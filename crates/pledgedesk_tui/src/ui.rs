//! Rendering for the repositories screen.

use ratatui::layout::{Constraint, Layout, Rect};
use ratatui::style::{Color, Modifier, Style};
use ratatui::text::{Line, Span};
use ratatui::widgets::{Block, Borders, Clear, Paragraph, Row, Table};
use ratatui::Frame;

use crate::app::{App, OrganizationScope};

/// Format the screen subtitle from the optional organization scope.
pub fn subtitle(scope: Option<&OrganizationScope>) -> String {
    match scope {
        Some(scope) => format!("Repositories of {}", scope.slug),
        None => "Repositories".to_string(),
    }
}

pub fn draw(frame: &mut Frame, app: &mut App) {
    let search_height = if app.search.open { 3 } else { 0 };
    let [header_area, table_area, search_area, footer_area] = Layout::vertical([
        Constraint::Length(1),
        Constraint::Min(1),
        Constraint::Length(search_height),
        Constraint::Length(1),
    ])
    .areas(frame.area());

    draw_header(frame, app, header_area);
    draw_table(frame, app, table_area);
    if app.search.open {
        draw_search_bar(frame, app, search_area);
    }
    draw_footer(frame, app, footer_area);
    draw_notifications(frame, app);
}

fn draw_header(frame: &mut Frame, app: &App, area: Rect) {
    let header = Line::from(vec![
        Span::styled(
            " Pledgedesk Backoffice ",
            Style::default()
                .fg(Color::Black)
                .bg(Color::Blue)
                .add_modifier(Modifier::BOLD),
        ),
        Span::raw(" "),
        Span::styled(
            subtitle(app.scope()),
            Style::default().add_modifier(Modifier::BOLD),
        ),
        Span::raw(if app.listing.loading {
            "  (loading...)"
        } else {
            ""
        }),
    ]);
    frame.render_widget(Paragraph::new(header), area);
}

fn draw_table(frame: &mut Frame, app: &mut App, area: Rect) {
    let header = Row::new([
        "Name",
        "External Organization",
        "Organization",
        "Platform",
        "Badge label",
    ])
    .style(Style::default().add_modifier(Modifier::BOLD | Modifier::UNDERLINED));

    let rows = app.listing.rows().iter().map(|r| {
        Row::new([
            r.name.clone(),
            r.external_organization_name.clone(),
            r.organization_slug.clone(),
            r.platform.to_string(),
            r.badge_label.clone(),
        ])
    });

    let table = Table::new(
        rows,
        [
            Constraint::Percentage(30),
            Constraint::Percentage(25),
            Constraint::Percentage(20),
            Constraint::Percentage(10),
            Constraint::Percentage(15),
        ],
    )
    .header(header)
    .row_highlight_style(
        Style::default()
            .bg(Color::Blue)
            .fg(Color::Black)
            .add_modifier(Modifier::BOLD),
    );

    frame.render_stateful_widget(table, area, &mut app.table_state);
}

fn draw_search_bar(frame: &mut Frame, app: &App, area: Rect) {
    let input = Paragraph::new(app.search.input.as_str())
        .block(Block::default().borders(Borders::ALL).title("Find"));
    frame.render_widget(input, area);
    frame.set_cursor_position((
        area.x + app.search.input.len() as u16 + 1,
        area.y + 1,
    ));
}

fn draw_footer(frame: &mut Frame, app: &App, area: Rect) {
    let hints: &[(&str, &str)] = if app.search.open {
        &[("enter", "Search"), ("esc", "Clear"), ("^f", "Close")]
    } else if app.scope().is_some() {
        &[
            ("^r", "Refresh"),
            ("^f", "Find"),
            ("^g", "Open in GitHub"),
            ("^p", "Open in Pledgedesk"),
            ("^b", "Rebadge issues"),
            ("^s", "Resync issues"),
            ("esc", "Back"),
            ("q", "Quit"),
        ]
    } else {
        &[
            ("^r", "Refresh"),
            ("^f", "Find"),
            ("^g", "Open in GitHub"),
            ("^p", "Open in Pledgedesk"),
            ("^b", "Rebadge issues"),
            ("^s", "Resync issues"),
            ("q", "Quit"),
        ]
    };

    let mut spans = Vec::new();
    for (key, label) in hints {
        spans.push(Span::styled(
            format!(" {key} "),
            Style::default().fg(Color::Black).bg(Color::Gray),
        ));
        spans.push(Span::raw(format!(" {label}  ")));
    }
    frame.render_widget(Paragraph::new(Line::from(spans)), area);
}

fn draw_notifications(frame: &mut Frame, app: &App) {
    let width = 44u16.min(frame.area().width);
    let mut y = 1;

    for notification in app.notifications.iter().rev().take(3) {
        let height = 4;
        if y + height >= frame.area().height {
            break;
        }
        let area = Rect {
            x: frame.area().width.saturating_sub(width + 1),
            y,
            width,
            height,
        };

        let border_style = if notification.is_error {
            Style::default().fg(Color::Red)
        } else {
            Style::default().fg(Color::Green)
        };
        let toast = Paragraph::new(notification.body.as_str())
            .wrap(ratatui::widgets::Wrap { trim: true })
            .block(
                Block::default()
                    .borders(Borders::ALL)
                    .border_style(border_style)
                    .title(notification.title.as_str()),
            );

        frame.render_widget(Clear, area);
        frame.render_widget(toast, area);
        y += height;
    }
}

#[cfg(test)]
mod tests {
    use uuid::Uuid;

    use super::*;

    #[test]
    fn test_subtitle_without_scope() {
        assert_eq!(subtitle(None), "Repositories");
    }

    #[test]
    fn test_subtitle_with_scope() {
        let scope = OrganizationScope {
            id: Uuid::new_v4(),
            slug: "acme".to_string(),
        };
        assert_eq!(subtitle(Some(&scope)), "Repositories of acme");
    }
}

++++++++++

## TASK REQUIREMENTS
The entries shown above should be duplicated exactly.

## REPLY
filename crates/pledgedesk_tui/src/ui.rs
//! Rendering for the repositories screen.

use ratatui::layout::{Constraint, Layout, Rect};
use ratatui::style::{Color, Modifier, Style};
use ratatui::text::{Line, Span};
use ratatui::widgets::{Block, Borders, Clear, Paragraph, Row, Table};
use ratatui::Frame;

use crate::app::{App, OrganizationScope};

/// Format the screen subtitle from the optional organization scope.
pub fn subtitle(scope: Option<&OrganizationScope>) -> String {
    match scope {
        Some(scope) => format!("Repositories of {}", scope.slug),
        None => "Repositories".to_string(),
    }
}

pub fn draw(frame: &mut Frame, app: &mut App) {
    let search_height = if app.search.open { 3 } else { 0 };
    let [header_area, table_area, search_area, footer_area] = Layout::vertical([
        Constraint::Length(1),
        Constraint::Min(1),
        Constraint::Length(search_height),
        Constraint::Length(1),
    ])
    .areas(frame.area());

    draw_header(frame, app, header_area);
    draw_table(frame, app, table_area);
    if app.search.open {
        draw_search_bar(frame, app, search_area);
    }
    draw_footer(frame, app, footer_area);
    draw_notifications(frame, app);
}

fn draw_header(frame: &mut Frame, app: &App, area: Rect) {
    let header = Line::from(vec![
        Span::styled(
            " Pledgedesk Backoffice ",
            Style::default()
                .fg(Color::Black)
                .bg(Color::Blue)
                .add_modifier(Modifier::BOLD),
        ),
        Span::raw(" "),
        Span::styled(
            subtitle(app.scope()),
            Style::default().add_modifier(Modifier::BOLD),
        ),
        Span::raw(if app.listing.loading {
            "  (loading...)"
        } else {
            ""
        }),
    ]);
    frame.render_widget(Paragraph::new(header), area);
}

fn draw_table(frame: &mut Frame, app: &mut App, area: Rect) {
    let header = Row::new([
        "Name",
        "External Organization",
        "Organization",
        "Platform",
        "Badge label",
    ])
    .style(Style::default().add_modifier(Modifier::BOLD | Modifier::UNDERLINED));

    let rows = app.listing.rows().iter().map(|r| {
        Row::new([
            r.name.clone(),
            r.external_organization_name.clone(),
            r.organization_slug.clone(),
            r.platform.to_string(),
            r.badge_label.clone(),
        ])
    });

    let table = Table::new(
        rows,
        [
            Constraint::Percentage(30),
            Constraint::Percentage(25),
            Constraint::Percentage(20),
            Constraint::Percentage(10),
            Constraint::Percentage(15),
        ],
    )
    .header(header)
    .row_highlight_style(
        Style::default()
            .bg(Color::Blue)
            .fg(Color::Black)
            .add_modifier(Modifier::BOLD),
    );

    frame.render_stateful_widget(table, area, &mut app.table_state);
}

fn draw_search_bar(frame: &mut Frame, app: &App, area: Rect) {
    let input = Paragraph::new(app.search.input.as_str())
        .block(Block::default().borders(Borders::ALL).title("Find"));
    frame.render_widget(input, area);
    frame.set_cursor_position((
        area.x + app.search.input.len() as u16 + 1,
        area.y + 1,
    ));
}

fn draw_footer(frame: &mut Frame, app: &App, area: Rect) {
    let hints: &[(&str, &str)] = if app.search.open {
        &[("enter", "Search"), ("esc", "Clear"), ("^f", "Close")]
    } else if app.scope().is_some() {
        &[
            ("^r", "Refresh"),
            ("^f", "Find"),
            ("^g", "Open in GitHub"),
            ("^p", "Open in Pledgedesk"),
            ("^b", "Rebadge issues"),
            ("^s", "Resync issues"),
            ("esc", "Back"),
            ("q", "Quit"),
        ]
    } else {
        &[
            ("^r", "Refresh"),
            ("^f", "Find"),
            ("^g", "Open in GitHub"),
            ("^p", "Open in Pledgedesk"),
            ("^b", "Rebadge issues"),
            ("^s", "Resync issues"),
            ("q", "Quit"),
        ]
    };

    let mut spans = Vec::new();
    for (key, label) in hints {
        spans.push(Span::styled(
            format!(" {key} "),
            Style::default().fg(Color::Black).bg(Color::Gray),
        ));
        spans.push(Span::raw(format!(" {label}  ")));
    }
    frame.render_widget(Paragraph::new(Line::from(spans)), area);
}

fn draw_notifications(frame: &mut Frame, app: &App) {
    let width = 44u16.min(frame.area().width);
    let mut y = 1;

    for notification in app.notifications.iter().rev().take(3) {
        let height = 4;
        if y + height >= frame.area().height {
            break;
        }
        let area = Rect {
            x: frame.area().width.saturating_sub(width + 1),
            y,
            width,
            height,
        };

        let border_style = if notification.is_error {
            Style::default().fg(Color::Red)
        } else {
            Style::default().fg(Color::Green)
        };
        let toast = Paragraph::new(notification.body.as_str())
            .wrap(ratatui::widgets::Wrap { trim: true })
            .block(
                Block::default()
                    .borders(Borders::ALL)
                    .border_style(border_style)
                    .title(notification.title.as_str()),
            );

        frame.render_widget(Clear, area);
        frame.render_widget(toast, area);
        y += height;
    }
}

#[cfg(test)]
mod tests {
    use uuid::Uuid;

    use super::*;

    #[test]
    fn test_subtitle_without_scope() {
        assert_eq!(subtitle(None), "Repositories");
    }

    #[test]
    fn test_subtitle_with_scope() {
        let scope = OrganizationScope {
            id: Uuid::new_v4(),
            slug: "acme".to_string(),
        };
        assert_eq!(subtitle(Some(&scope)), "Repositories of acme");
    }
}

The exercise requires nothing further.